__The task__
Everything from the line that contains "pub mod routes;" through the last line of the listing must be copied exactly, with both of those lines included and no others.
======== Material provided
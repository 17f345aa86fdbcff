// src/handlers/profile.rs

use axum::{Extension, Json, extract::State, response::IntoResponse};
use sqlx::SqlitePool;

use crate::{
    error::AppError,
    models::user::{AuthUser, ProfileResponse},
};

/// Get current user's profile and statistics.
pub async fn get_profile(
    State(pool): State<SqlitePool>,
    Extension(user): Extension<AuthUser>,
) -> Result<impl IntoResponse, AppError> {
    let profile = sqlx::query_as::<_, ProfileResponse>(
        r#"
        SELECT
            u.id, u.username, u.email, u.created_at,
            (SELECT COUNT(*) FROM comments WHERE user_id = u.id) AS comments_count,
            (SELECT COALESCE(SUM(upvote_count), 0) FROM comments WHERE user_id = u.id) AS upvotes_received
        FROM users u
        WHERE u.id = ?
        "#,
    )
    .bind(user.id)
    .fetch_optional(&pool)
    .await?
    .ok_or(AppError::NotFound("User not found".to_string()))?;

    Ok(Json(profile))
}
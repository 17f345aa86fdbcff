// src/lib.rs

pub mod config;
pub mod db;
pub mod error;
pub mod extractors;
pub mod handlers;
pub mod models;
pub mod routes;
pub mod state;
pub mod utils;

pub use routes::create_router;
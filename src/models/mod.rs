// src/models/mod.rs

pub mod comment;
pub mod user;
================
__Written answer__
pub mod routes;
pub mod state;
pub mod utils;

pub use routes::create_router;
filename src/models/mod.rs
// src/models/mod.rs

pub mod comment;
pub mod user;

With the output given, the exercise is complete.